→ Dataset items

◇ ◇ ◇

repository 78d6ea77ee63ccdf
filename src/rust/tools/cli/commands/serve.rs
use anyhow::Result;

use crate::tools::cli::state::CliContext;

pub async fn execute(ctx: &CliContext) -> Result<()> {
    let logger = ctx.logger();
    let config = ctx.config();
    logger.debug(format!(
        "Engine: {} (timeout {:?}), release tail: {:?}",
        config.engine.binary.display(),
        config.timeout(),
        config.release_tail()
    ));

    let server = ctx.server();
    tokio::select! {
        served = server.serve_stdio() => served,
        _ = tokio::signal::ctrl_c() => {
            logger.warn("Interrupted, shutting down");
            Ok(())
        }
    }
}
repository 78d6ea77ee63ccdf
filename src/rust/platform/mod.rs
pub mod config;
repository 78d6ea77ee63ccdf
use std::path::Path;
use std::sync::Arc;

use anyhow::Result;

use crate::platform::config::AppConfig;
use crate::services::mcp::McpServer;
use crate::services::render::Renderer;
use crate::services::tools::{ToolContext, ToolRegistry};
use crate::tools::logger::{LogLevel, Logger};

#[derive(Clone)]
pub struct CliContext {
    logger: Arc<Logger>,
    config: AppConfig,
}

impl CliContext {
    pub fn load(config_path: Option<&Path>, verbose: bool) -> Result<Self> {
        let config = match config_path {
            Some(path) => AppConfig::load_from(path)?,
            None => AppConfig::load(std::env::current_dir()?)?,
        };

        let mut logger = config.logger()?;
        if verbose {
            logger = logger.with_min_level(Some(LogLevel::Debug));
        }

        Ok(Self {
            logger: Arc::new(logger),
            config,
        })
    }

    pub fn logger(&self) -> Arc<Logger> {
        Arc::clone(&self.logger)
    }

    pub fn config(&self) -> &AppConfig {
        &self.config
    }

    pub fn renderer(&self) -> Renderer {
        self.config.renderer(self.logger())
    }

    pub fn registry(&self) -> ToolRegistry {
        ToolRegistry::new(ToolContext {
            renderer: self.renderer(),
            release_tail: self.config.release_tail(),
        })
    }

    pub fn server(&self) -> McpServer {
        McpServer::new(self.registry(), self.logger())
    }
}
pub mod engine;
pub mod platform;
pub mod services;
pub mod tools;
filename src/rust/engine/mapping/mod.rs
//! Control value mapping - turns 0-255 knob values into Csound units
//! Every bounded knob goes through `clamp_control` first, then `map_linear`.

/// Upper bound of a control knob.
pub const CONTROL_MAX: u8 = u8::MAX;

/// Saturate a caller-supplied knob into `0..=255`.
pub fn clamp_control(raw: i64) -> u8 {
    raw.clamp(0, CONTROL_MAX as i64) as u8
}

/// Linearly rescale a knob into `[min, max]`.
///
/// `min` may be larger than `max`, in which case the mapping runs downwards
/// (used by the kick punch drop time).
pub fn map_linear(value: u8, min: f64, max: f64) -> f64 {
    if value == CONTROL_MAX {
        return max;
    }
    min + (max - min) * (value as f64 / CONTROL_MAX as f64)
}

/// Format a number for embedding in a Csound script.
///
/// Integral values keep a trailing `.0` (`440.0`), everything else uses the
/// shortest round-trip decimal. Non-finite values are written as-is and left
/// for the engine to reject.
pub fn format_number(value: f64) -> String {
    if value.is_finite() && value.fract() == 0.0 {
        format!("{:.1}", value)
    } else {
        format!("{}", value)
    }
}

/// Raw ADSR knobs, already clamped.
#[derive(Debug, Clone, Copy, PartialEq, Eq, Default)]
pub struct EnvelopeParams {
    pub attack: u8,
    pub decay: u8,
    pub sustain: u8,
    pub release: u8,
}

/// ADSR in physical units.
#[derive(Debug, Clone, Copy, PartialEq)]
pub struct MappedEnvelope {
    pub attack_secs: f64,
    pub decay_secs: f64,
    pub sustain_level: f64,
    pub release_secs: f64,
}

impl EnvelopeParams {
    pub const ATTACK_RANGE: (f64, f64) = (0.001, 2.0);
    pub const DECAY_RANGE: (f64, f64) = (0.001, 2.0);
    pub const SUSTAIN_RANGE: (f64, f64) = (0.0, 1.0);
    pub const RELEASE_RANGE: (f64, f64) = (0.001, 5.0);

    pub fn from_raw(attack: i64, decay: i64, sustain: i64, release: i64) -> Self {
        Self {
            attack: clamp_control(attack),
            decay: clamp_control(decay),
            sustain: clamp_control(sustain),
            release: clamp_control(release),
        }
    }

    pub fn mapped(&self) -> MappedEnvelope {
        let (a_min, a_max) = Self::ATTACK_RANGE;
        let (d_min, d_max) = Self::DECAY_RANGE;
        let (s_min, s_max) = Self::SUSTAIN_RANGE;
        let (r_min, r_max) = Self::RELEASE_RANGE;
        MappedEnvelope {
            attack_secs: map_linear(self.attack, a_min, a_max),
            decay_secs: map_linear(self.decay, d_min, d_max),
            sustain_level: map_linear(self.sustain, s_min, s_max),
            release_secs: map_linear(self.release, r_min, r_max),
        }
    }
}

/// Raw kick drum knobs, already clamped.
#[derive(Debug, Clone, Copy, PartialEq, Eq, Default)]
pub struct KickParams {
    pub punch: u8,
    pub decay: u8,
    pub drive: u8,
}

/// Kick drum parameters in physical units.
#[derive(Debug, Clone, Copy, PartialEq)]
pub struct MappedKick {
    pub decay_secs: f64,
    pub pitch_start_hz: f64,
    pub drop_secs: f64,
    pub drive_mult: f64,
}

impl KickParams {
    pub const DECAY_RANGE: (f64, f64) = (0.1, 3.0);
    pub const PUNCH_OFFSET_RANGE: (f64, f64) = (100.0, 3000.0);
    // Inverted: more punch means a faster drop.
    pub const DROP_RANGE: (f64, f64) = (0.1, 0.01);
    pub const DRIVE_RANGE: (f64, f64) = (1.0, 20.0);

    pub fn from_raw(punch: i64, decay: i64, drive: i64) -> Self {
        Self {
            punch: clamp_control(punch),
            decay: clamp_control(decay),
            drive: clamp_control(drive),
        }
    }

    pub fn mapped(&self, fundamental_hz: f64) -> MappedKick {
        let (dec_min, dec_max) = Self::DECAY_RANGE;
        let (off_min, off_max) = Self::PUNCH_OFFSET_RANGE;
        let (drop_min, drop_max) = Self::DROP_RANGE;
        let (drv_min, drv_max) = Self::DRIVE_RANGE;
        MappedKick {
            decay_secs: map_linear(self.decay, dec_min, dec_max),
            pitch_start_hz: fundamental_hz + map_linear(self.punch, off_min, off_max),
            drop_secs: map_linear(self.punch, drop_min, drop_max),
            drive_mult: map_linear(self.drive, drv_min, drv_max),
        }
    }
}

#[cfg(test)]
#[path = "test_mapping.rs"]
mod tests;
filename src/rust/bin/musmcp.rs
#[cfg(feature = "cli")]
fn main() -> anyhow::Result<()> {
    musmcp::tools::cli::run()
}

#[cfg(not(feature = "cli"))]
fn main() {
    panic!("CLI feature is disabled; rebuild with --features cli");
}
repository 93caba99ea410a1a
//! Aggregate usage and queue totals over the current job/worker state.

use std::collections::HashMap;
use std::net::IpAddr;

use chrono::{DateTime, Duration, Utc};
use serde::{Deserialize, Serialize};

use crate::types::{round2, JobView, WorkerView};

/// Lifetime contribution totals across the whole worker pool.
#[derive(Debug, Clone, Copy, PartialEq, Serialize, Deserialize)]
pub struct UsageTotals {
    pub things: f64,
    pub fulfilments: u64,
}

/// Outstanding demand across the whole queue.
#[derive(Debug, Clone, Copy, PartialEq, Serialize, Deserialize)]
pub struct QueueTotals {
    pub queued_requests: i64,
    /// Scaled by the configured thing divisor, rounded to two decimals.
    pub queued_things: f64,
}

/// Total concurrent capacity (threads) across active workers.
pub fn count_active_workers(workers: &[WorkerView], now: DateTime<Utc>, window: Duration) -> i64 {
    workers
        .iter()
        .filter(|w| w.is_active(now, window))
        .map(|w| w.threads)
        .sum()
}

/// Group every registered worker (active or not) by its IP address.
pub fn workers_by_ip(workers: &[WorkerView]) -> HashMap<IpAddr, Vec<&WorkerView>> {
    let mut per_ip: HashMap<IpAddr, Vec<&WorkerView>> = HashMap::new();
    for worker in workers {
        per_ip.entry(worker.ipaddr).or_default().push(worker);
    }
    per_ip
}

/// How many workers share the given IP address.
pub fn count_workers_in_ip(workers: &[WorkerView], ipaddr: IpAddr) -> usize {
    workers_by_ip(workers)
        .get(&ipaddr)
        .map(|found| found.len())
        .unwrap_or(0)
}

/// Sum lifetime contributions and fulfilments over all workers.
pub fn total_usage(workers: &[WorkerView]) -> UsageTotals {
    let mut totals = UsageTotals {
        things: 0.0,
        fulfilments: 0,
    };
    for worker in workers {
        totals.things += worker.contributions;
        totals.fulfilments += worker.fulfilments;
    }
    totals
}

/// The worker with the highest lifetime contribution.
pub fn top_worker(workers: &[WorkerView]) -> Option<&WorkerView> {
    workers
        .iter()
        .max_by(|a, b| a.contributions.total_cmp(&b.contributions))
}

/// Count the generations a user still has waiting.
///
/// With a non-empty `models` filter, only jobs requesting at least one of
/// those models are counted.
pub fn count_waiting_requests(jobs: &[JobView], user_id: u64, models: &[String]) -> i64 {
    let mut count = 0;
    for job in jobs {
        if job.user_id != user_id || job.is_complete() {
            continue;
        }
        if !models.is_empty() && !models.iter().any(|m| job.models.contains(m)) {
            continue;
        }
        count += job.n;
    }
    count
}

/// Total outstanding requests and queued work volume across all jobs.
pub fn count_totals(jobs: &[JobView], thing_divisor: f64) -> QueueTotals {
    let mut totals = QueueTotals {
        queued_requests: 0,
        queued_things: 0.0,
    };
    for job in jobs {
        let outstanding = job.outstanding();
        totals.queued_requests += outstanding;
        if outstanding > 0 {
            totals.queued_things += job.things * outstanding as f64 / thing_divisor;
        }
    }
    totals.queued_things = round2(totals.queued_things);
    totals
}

◇ ◇ ◇

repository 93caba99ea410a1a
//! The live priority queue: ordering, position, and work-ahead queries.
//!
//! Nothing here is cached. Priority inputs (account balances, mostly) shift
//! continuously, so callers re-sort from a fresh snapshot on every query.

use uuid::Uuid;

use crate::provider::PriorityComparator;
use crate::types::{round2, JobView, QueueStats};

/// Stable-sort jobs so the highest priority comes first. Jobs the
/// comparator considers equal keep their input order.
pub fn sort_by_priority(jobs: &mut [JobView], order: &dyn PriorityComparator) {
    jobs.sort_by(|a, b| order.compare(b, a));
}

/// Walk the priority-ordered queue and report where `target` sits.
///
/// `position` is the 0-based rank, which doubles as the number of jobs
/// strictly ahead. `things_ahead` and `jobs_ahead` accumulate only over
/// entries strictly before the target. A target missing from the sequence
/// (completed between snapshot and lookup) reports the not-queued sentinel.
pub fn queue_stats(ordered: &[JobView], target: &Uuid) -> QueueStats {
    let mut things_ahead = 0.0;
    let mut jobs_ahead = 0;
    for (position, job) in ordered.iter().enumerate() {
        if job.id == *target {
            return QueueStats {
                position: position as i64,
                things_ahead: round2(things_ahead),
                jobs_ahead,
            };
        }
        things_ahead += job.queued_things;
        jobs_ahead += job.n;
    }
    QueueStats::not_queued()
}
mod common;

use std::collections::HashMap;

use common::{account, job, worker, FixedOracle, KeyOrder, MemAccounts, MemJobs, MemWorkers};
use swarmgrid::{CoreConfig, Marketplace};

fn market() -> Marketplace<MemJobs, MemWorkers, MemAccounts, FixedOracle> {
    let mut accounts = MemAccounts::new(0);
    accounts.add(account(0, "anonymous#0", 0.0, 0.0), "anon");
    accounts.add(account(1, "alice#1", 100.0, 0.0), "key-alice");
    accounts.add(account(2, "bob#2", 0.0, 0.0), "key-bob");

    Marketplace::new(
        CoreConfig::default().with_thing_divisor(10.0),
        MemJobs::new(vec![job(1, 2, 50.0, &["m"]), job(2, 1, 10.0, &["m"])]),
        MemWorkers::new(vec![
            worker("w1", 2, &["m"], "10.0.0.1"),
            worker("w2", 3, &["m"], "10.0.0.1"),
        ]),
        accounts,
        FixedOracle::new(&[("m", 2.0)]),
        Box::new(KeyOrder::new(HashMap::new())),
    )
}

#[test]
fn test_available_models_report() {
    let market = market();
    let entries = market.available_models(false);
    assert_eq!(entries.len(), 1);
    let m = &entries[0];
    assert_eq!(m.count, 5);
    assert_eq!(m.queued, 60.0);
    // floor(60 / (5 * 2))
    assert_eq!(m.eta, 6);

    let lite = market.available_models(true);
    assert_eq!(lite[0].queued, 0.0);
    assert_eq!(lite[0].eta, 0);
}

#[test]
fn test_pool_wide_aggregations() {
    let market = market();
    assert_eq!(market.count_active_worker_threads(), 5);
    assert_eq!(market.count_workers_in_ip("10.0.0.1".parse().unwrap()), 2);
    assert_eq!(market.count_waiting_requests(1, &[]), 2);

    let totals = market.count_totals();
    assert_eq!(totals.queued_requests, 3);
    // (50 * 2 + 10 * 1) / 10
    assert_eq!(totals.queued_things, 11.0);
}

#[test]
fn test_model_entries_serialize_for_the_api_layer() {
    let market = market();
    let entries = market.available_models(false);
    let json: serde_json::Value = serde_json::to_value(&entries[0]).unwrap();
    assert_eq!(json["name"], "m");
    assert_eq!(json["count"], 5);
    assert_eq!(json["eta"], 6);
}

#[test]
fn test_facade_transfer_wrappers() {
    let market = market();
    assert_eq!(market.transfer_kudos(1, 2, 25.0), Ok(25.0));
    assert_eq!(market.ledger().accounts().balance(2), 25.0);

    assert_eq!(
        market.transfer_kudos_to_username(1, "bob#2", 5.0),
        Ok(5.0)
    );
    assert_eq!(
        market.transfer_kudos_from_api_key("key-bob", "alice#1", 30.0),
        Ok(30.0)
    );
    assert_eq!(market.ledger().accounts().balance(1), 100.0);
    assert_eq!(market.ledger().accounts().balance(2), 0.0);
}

◇ ◇ ◇

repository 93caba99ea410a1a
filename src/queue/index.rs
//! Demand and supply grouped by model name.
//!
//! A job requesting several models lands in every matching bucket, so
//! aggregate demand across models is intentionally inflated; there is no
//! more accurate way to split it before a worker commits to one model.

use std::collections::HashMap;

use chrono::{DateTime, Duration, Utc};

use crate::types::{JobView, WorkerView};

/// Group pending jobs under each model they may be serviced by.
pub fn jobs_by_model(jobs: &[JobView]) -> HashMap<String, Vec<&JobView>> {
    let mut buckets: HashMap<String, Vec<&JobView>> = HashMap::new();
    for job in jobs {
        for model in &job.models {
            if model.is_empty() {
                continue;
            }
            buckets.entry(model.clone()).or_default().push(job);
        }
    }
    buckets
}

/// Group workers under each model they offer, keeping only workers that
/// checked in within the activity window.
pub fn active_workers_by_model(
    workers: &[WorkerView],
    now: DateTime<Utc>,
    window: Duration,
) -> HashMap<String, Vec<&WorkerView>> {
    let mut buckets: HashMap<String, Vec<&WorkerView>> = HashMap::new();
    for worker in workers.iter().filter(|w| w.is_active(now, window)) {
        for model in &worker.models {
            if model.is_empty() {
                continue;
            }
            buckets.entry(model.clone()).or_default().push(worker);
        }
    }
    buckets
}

◇ ◇ ◇

→ Task to complete
Find the lines in the data that include "QueueStats", then copy each of them.

→ Finished task
use crate::types::{round2, JobView, QueueStats};
pub fn queue_stats(ordered: &[JobView], target: &Uuid) -> QueueStats {
            return QueueStats {
    QueueStats::not_queued()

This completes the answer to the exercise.